▶ WHAT THE TASK REQUIRES: The lines from the start of the data through the line with "disables the timer." are to be returned verbatim; all later lines are to be omitted.

▶ DATA PROVIDED:
******

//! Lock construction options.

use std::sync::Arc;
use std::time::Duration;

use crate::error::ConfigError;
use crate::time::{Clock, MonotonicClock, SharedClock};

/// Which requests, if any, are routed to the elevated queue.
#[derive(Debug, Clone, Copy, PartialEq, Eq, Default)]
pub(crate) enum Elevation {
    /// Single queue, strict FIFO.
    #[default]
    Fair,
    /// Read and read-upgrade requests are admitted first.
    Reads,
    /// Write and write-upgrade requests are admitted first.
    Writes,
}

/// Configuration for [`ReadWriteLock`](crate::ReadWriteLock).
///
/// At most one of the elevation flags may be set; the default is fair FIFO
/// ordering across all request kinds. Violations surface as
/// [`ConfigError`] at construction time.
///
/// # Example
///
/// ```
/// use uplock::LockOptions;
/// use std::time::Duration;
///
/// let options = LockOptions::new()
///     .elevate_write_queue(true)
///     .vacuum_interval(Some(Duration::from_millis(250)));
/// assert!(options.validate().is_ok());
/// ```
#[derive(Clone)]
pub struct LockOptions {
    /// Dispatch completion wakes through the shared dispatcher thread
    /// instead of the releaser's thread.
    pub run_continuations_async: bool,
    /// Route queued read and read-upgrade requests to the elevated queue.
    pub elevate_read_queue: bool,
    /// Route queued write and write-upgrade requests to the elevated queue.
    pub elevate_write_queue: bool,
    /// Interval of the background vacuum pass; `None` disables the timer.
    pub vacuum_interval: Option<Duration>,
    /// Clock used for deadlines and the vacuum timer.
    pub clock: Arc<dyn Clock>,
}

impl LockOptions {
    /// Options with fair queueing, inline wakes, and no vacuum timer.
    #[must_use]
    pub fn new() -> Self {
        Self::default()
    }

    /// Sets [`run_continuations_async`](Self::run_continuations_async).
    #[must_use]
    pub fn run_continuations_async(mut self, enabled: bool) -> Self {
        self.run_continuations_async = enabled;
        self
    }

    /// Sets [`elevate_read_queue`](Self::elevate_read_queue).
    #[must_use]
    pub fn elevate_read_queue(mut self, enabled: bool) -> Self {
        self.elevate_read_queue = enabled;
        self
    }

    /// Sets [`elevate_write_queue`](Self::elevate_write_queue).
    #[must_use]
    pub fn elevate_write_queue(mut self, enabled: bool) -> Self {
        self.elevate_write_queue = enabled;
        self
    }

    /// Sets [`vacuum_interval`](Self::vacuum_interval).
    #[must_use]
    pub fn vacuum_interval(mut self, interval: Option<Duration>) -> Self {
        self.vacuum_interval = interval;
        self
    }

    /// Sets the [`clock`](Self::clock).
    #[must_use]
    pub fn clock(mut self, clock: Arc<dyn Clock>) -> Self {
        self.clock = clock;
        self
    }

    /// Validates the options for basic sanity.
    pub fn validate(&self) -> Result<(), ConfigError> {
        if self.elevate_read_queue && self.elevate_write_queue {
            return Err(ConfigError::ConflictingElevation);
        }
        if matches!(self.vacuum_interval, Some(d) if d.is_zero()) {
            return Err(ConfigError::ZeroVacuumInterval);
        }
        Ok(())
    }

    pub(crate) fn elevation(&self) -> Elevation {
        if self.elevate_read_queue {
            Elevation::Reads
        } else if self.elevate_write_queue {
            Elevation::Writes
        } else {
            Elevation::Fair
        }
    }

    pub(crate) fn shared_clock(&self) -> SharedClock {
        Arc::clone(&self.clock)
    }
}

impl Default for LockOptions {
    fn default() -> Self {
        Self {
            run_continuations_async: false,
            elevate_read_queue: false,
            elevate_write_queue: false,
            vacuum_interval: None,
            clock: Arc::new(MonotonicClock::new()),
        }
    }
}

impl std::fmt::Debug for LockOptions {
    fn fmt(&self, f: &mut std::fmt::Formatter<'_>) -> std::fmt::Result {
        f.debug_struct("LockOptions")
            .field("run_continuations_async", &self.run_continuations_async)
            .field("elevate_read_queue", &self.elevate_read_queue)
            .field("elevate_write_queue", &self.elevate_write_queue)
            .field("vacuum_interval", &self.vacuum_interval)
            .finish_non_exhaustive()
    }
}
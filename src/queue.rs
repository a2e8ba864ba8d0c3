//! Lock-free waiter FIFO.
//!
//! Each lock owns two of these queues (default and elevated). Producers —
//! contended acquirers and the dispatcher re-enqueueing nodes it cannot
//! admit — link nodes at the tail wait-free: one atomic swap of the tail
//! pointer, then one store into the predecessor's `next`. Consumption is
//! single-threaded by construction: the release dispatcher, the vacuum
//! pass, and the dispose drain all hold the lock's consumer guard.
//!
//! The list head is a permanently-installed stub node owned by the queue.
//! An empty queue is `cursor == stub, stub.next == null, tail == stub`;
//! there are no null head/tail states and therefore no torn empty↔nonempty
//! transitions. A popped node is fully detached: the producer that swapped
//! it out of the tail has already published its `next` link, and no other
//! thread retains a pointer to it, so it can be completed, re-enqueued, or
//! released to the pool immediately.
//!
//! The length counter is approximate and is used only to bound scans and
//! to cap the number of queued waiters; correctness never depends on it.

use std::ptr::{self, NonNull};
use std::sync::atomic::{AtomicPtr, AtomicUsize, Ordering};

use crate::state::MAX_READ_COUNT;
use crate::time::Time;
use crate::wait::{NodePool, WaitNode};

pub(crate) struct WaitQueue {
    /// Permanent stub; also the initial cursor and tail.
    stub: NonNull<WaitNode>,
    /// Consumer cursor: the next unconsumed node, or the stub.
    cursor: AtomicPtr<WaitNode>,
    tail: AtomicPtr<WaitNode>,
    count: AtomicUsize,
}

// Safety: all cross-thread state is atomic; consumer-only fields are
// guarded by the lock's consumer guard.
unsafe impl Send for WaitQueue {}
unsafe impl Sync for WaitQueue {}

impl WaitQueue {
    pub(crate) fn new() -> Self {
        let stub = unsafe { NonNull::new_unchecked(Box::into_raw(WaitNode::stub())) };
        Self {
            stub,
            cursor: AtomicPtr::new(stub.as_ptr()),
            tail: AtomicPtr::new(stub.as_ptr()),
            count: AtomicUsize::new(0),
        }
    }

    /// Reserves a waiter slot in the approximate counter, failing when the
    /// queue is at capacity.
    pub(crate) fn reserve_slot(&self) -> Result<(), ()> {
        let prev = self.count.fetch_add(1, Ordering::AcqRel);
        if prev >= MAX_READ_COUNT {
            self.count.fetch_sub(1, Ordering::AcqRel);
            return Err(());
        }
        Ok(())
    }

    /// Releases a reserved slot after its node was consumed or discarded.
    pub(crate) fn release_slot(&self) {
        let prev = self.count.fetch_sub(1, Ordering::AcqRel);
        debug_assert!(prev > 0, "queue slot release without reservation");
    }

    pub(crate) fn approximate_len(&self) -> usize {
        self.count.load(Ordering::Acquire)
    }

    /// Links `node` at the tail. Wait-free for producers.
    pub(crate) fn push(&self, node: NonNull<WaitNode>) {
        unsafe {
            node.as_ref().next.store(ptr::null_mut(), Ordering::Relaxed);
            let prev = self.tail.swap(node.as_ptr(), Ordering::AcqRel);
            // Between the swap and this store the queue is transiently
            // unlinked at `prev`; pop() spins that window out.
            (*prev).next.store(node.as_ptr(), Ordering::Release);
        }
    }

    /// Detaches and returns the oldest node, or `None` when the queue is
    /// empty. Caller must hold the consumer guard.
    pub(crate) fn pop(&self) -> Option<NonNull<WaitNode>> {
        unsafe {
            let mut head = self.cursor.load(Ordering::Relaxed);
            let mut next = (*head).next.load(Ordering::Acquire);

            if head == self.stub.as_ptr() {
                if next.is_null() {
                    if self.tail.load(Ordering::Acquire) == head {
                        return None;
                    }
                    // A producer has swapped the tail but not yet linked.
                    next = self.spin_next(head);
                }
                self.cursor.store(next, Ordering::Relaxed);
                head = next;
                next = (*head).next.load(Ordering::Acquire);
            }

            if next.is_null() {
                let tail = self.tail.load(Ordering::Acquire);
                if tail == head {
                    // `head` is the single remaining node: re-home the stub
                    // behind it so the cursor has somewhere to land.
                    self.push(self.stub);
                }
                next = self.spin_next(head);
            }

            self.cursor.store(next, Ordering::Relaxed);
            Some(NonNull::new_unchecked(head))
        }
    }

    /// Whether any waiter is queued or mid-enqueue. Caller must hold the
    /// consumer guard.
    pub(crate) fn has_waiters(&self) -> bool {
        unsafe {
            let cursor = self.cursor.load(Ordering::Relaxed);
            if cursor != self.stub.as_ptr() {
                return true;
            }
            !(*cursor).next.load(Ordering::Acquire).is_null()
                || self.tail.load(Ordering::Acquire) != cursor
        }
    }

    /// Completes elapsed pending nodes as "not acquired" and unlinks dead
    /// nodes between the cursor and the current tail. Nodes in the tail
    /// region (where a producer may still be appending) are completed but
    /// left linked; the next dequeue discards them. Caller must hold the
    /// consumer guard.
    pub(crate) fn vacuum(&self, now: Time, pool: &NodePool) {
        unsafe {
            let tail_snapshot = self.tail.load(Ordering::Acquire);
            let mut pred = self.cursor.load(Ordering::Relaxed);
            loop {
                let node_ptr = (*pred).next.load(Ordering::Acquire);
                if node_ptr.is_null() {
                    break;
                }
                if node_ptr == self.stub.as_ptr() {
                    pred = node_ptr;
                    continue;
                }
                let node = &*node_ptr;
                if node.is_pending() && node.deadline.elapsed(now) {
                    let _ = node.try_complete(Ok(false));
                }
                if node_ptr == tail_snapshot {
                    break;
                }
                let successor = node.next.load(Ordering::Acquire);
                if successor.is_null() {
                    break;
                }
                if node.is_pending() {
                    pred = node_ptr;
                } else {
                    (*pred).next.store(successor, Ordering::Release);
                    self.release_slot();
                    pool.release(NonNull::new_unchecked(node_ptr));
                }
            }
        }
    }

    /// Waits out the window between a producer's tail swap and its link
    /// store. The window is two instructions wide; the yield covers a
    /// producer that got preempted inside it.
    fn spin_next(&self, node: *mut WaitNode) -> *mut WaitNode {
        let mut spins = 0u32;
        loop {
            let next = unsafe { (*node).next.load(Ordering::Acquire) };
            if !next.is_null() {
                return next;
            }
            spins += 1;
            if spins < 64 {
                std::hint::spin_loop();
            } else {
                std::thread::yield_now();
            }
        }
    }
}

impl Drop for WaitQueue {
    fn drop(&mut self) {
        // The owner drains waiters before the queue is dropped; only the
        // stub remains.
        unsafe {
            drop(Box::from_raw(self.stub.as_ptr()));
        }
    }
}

******

▶ RESPONSE TO THE EXERCISE:
//! Lock construction options.

use std::sync::Arc;
use std::time::Duration;

use crate::error::ConfigError;
use crate::time::{Clock, MonotonicClock, SharedClock};

/// Which requests, if any, are routed to the elevated queue.
#[derive(Debug, Clone, Copy, PartialEq, Eq, Default)]
pub(crate) enum Elevation {
    /// Single queue, strict FIFO.
    #[default]
    Fair,
    /// Read and read-upgrade requests are admitted first.
    Reads,
    /// Write and write-upgrade requests are admitted first.
    Writes,
}

/// Configuration for [`ReadWriteLock`](crate::ReadWriteLock).
///
/// At most one of the elevation flags may be set; the default is fair FIFO
/// ordering across all request kinds. Violations surface as
/// [`ConfigError`] at construction time.
///
/// # Example
///
/// ```
/// use uplock::LockOptions;
/// use std::time::Duration;
///
/// let options = LockOptions::new()
///     .elevate_write_queue(true)
///     .vacuum_interval(Some(Duration::from_millis(250)));
/// assert!(options.validate().is_ok());
/// ```
#[derive(Clone)]
pub struct LockOptions {
    /// Dispatch completion wakes through the shared dispatcher thread
    /// instead of the releaser's thread.
    pub run_continuations_async: bool,
    /// Route queued read and read-upgrade requests to the elevated queue.
    pub elevate_read_queue: bool,
    /// Route queued write and write-upgrade requests to the elevated queue.
    pub elevate_write_queue: bool,
    /// Interval of the background vacuum pass; `None` disables the timer.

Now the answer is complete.